Permanecen tan aferrados al 'typical spanish' que ya no se sabe qué es más típico
Traje y corbata (incluso con toros bordados), condición sine qua non para todo el que trabaje en esa casa —salvo para “Ramoncillo”, el archivero—, cualquiera podría decir que los primos vienen o que van a una boda familiar, sin mayores aspavientos. Aseguran, con cierto disgusto, que viajan mucho, “sobre todo Ignacio”, que dejó su trabajo en Oslo para volverse a Cádiz: “Es un orgullo que la familia te elija”.
En esa escueta frase, entre esas tres palabras —orgullo, familia, y elección— se frunce el secreto del éxito de un gran negocio que se viste de discreción de lunes a domingo.
El orgullo. Se ha fermentado durante dos siglos como sus caldos, despacio —se tarda entre dos y diez años en hacer un brandy—. Mezclando a los progenitores y más veteranos, los de las barricas soleras (las que tocan el suelo), con los más jóvenes, los de las hileras más altas (criaderas). El día que les hicieron presidente y consejero delegado, salieron sus padres de sus respectivos cargos. Como el día que “Ramoncillo” (58 años) sustituyó a su padre en el archivo. O “Pepilllo” (59) al suyo como capataz de bodega. O “Miguelito” (61) como responsable de personal... Un trasiego, como el del vino, de padres a hijos, de una familia del Puerto a otra. Hasta conseguir algo homogéneo, el sello, eso que huele, sabe e impregna todo. Eso que hace que cada día, al toque de corneta de las 12.00, jardineros, capataces, personal de administración, turistas alemanes que visitan la bodega y el propio presidente —que no se pierde una— salgan al jardín a tomarse una copita de vino fino, “haciendo familia”.
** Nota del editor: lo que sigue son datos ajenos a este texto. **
//! Rule lifecycle management: the single write path into the store.
//!
//! `PolicyDomain` owns the authoritative store behind an
//! `Arc<RwLock<Arc<StoreSnapshot>>>`. A write clones the current
//! snapshot, mutates and validates the clone, and swaps it in
//! atomically; a rejected write swaps nothing, so the published store
//! is unchanged on error. Readers clone the inner `Arc` once and are
//! never exposed to a partially-applied write.
//!
//! Invariants enforced here, at write time:
//! - display names are unique within a rule-type namespace
//! - a wildcard axis cannot carry explicit members
//! - the nested-group graph stays acyclic

use std::sync::{Arc, RwLock};

use palisade_types::{EntityId, GroupId, Kind, MemberRef, RuleId};
use tracing::{debug, info, warn};
use uuid::Uuid;

use crate::error::{Result, StoreError};
use crate::model::{Axis, Entity, Group, Rule, RuleSpec};
use crate::store::StoreSnapshot;

/// An isolated policy domain: one rule set, one entity/group universe.
///
/// Explicitly owned and injectable -- evaluators take snapshots from a
/// domain handle rather than reading ambient global state, so multiple
/// isolated domains can coexist in one process.
///
/// # Thread safety
///
/// `PolicyDomain` is `Clone` and shareable across threads. Writes are
/// serialized by the inner lock; reads never block writes longer than
/// an `Arc` clone.
#[derive(Clone, Default)]
pub struct PolicyDomain {
    inner: Arc<RwLock<Arc<StoreSnapshot>>>,
}

impl PolicyDomain {
    /// Creates an empty domain.
    pub fn new() -> Self {
        Self::default()
    }

    /// The current snapshot. Cheap: clones an `Arc`.
    ///
    /// A caller holding the returned snapshot sees one consistent
    /// point-in-time view for as long as it keeps it, regardless of
    /// concurrent writes.
    pub fn snapshot(&self) -> Arc<StoreSnapshot> {
        match self.inner.read() {
            Ok(guard) => Arc::clone(&guard),
            // A poisoned lock still guards a fully-committed snapshot;
            // writes are validated before the swap.
            Err(poisoned) => Arc::clone(&poisoned.into_inner()),
        }
    }

    /// Runs a validated mutation against a clone of the current
    /// snapshot and publishes the clone on success.
    fn write<T>(&self, mutate: impl FnOnce(&mut StoreSnapshot) -> Result<T>) -> Result<T> {
        let mut guard = self.inner.write().map_err(|_| StoreError::LockPoisoned)?;
        let mut next = StoreSnapshot::clone(&guard);
        let out = mutate(&mut next)?;
        *guard = Arc::new(next);
        Ok(out)
    }

    // ------------------------------------------------------------------
    // Rules
    // ------------------------------------------------------------------

    /// Creates a rule from a spec, generating a stable identifier when
    /// the spec carries none.
    pub fn create_rule(&self, spec: RuleSpec) -> Result<RuleId> {
        let id = spec
            .id
            .clone()
            .unwrap_or_else(|| RuleId::new(Uuid::new_v4().to_string()));

        let created = self.write(|store| {
            if store.rules.contains_key(&id) {
                return Err(StoreError::DuplicateRuleId(id.clone()));
            }
            if store.rule_by_name(spec.rule_type, &spec.name).is_some() {
                return Err(StoreError::DuplicateRuleName {
                    name: spec.name.clone(),
                    rule_type: spec.rule_type,
                });
            }

            store.rules.insert(
                id.clone(),
                Rule {
                    id: id.clone(),
                    name: spec.name.clone(),
                    rule_type: spec.rule_type,
                    enabled: spec.enabled,
                    description: spec.description.clone(),
                    users: spec.users.clone(),
                    hosts: spec.hosts.clone(),
                    services: spec.services.clone(),
                },
            );
            store.rule_order.push(id.clone());
            Ok(id.clone())
        })?;

        info!(
            rule = %created,
            name = %spec.name,
            rule_type = %spec.rule_type,
            enabled = spec.enabled,
            "rule created"
        );
        Ok(created)
    }

    /// Enables or disables a rule. Disabled rules are skipped by
    /// evaluation but keep their members.
    pub fn set_enabled(&self, id: &RuleId, enabled: bool) -> Result<()> {
        self.write(|store| {
            let rule = store
                .rules
                .get_mut(id)
                .ok_or_else(|| StoreError::RuleNotFound(id.clone()))?;
            rule.enabled = enabled;
            Ok(())
        })?;
        info!(rule = %id, enabled, "rule enablement changed");
        Ok(())
    }

    /// Deletes a rule. Evaluations already in flight keep their
    /// snapshot and still see the rule; missing ids are an error, not
    /// a no-op, so provisioning typos surface.
    pub fn delete_rule(&self, id: &RuleId) -> Result<()> {
        self.write(|store| {
            if store.rules.remove(id).is_none() {
                return Err(StoreError::RuleNotFound(id.clone()));
            }
            store.rule_order.retain(|r| r != id);
            Ok(())
        })?;
        info!(rule = %id, "rule deleted");
        Ok(())
    }

    /// Adds an explicit member reference to one axis of a rule.
    ///
    /// Rejected with `ConflictingCategory` when the axis is the
    /// wildcard category.
    pub fn add_member(&self, id: &RuleId, kind: Kind, member: MemberRef) -> Result<()> {
        self.write(|store| {
            let rule = store
                .rules
                .get_mut(id)
                .ok_or_else(|| StoreError::RuleNotFound(id.clone()))?;
            match rule.axis_mut(kind) {
                Axis::All => Err(StoreError::ConflictingCategory {
                    rule: id.clone(),
                    kind,
                }),
                Axis::Members(members) => {
                    members.insert(member.clone());
                    Ok(())
                }
            }
        })?;
        debug!(rule = %id, kind = %kind, member = %member, "rule member added");
        Ok(())
    }

    /// Removes an explicit member reference from one axis of a rule.
    /// Removing a reference that is not present is a no-op (set
    /// semantics); removing from a wildcard axis is the same category
    /// conflict as adding to it.
    pub fn remove_member(&self, id: &RuleId, kind: Kind, member: &MemberRef) -> Result<()> {
        self.write(|store| {
            let rule = store
                .rules
                .get_mut(id)
                .ok_or_else(|| StoreError::RuleNotFound(id.clone()))?;
            match rule.axis_mut(kind) {
                Axis::All => Err(StoreError::ConflictingCategory {
                    rule: id.clone(),
                    kind,
                }),
                Axis::Members(members) => {
                    members.remove(member);
                    Ok(())
                }
            }
        })?;
        debug!(rule = %id, kind = %kind, member = %member, "rule member removed");
        Ok(())
    }

    // ------------------------------------------------------------------
    // Reference data (entities and groups)
    // ------------------------------------------------------------------

    /// Provisions an entity. Entities are reference data owned by the
    /// external identity system; the engine only needs to know they
    /// exist and which groups they are in.
    pub fn add_entity(&self, kind: Kind, id: EntityId) -> Result<()> {
        self.write(|store| {
            let entities = store.entities.get_mut(kind);
            if entities.contains_key(&id) {
                return Err(StoreError::DuplicateIdentifier {
                    kind,
                    id: id.to_string(),
                });
            }
            entities.insert(id.clone(), Entity::new(id.clone()));
            Ok(())
        })?;
        debug!(kind = %kind, entity = %id, "entity provisioned");
        Ok(())
    }

    /// Deprovisions an entity, detaching it from its groups.
    pub fn remove_entity(&self, kind: Kind, id: &EntityId) -> Result<()> {
        self.write(|store| {
            let entity = store.entities.get_mut(kind).remove(id).ok_or_else(|| {
                StoreError::EntityNotFound {
                    kind,
                    id: id.clone(),
                }
            })?;
            for group_id in &entity.groups {
                if let Some(group) = store.groups.get_mut(kind).get_mut(group_id) {
                    group.member_entities.remove(id);
                }
            }
            Ok(())
        })?;
        debug!(kind = %kind, entity = %id, "entity removed");
        Ok(())
    }

    /// Provisions a group in the kind's namespace.
    pub fn add_group(&self, kind: Kind, id: GroupId) -> Result<()> {
        self.write(|store| {
            let groups = store.groups.get_mut(kind);
            if groups.contains_key(&id) {
                return Err(StoreError::DuplicateIdentifier {
                    kind,
                    id: id.to_string(),
                });
            }
            groups.insert(id.clone(), Group::new(id.clone()));
            Ok(())
        })?;
        debug!(kind = %kind, group = %id, "group provisioned");
        Ok(())
    }

    /// Adds an entity or a nested group to a group.
    ///
    /// Both endpoints must already be provisioned. Nesting is checked
    /// for cycles before the write commits; a rejected nesting leaves
    /// the store unchanged.
    pub fn add_group_member(&self, kind: Kind, group: &GroupId, member: MemberRef) -> Result<()> {
        let outcome = self.write(|store| {
            store.group(kind, group)?;
            match &member {
                MemberRef::Entity(entity_id) => {
                    store.entity(kind, entity_id)?;
                    store
                        .entities
                        .get_mut(kind)
                        .get_mut(entity_id)
                        .ok_or_else(|| StoreError::EntityNotFound {
                            kind,
                            id: entity_id.clone(),
                        })?
                        .groups
                        .insert(group.clone());
                    store
                        .groups
                        .get_mut(kind)
                        .get_mut(group)
                        .ok_or_else(|| StoreError::GroupNotFound {
                            kind,
                            id: group.clone(),
                        })?
                        .member_entities
                        .insert(entity_id.clone());
                }
                MemberRef::Group(child) => {
                    store.group(kind, child)?;
                    if child == group || reaches(store, kind, child, group) {
                        return Err(StoreError::CycleDetected {
                            kind,
                            group: group.clone(),
                            member: child.clone(),
                        });
                    }
                    store
                        .groups
                        .get_mut(kind)
                        .get_mut(group)
                        .ok_or_else(|| StoreError::GroupNotFound {
                            kind,
                            id: group.clone(),
                        })?
                        .member_groups
                        .insert(child.clone());
                    store
                        .groups
                        .get_mut(kind)
                        .get_mut(child)
                        .ok_or_else(|| StoreError::GroupNotFound {
                            kind,
                            id: child.clone(),
                        })?
                        .member_of
                        .insert(group.clone());
                }
            }
            Ok(())
        });

        match &outcome {
            Ok(()) => debug!(kind = %kind, group = %group, member = %member, "group member added"),
            Err(StoreError::CycleDetected { .. }) => {
                warn!(kind = %kind, group = %group, member = %member, "group nesting rejected: cycle");
            }
            Err(_) => {}
        }
        outcome
    }

    /// Removes an entity or nested group from a group, keeping both
    /// edge directions in sync.
    pub fn remove_group_member(
        &self,
        kind: Kind,
        group: &GroupId,
        member: &MemberRef,
    ) -> Result<()> {
        self.write(|store| {
            store.group(kind, group)?;
            match member {
                MemberRef::Entity(entity_id) => {
                    if let Some(entity) = store.entities.get_mut(kind).get_mut(entity_id) {
                        entity.groups.remove(group);
                    }
                    if let Some(record) = store.groups.get_mut(kind).get_mut(group) {
                        record.member_entities.remove(entity_id);
                    }
                }
                MemberRef::Group(child) => {
                    if let Some(record) = store.groups.get_mut(kind).get_mut(group) {
                        record.member_groups.remove(child);
                    }
                    if let Some(record) = store.groups.get_mut(kind).get_mut(child) {
                        record.member_of.remove(group);
                    }
                }
            }
            Ok(())
        })?;
        debug!(kind = %kind, group = %group, member = %member, "group member removed");
        Ok(())
    }
}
» EL ORIGEN. Un aventurero inglés de nombre Thomas Osborne llegó a finales del siglo XVIII buscando fortuna al Puerto de Santa María.
» LA CABEZA. Como los dos cuernos del toro que tienen por marca, dos son los puntales de la empresa. Primos: Tomás e Ignacio Osborne, presidente y consejero delegado, emoción y razón.
» LA SAGA. La familia ha crecido hasta los 277 miembros y/o accionistas.
» EL NEGOCIO. Todas las decisiones se toman por acuerdo unánime del Consejo (14 familiares): "Si no, se piensa otra cosa".
» EL DESTINO. Fuertes en plena crisis, buscan establecerse en una nueva sede. Los principales candidatos: Estados Unidos, Alemania y México.
De puertas para afuera, en 1957, adquirieron el aspecto de ese toro bravo altivo. Ideado —cómo no— por un portuense, el diseñador Manolo Prieto. Y fabricado por otro, el de la fragua de Feliz Tejada. Y estratégicamente colocado “por el tío Juan Antonio” por las colinas de España, hasta convertirse en un símbolo del país y ser indultado por aclamación popular cuando el reglamento de Carreteras de 1994 ordenó su retirada.
La Familia. Ha crecido y ha cambiado mucho. Los aventureros ingleses dieron paso a los precavidos españoles. “Lo nuestro es la anticipación”, se adelanta Ignacio. Tanto para establecer unos estatutos que evitaran problemas en la familia como para llevar a cabo jubilaciones anticipadas —“no ERE”— cuando ha sido necesario. Ni rastro queda de aquellos intelectuales excéntricos que les precedieron, salvo el apellido. Los Osborne están arraigados como las cepas a esas tierras blancas ricas en carbonato cálcico, que lo mismo aprovechan una ventolera de levante que una ponientá.
La elección. Son tan previsores que se previnieron de sí mismos. Todas las decisiones del Consejo —formado por diez hombres y cuatro mujeres— se toman por unanimidad: “Si no estamos todos de acuerdo se piensa otra cosa”. Los estatutos son claros: “Se pueden hacer prácticas en la empresa pero entrar a trabajar es otro cantar. Debe ser a propuesta de la familia y, o bien existe un puesto vacante y apto para el aspirante, o bien el apellido aporta algo al puesto como embajador de marca”. El resultado de esa política habla por sí mismo: de 800 empleados solo cuatro son Osborne.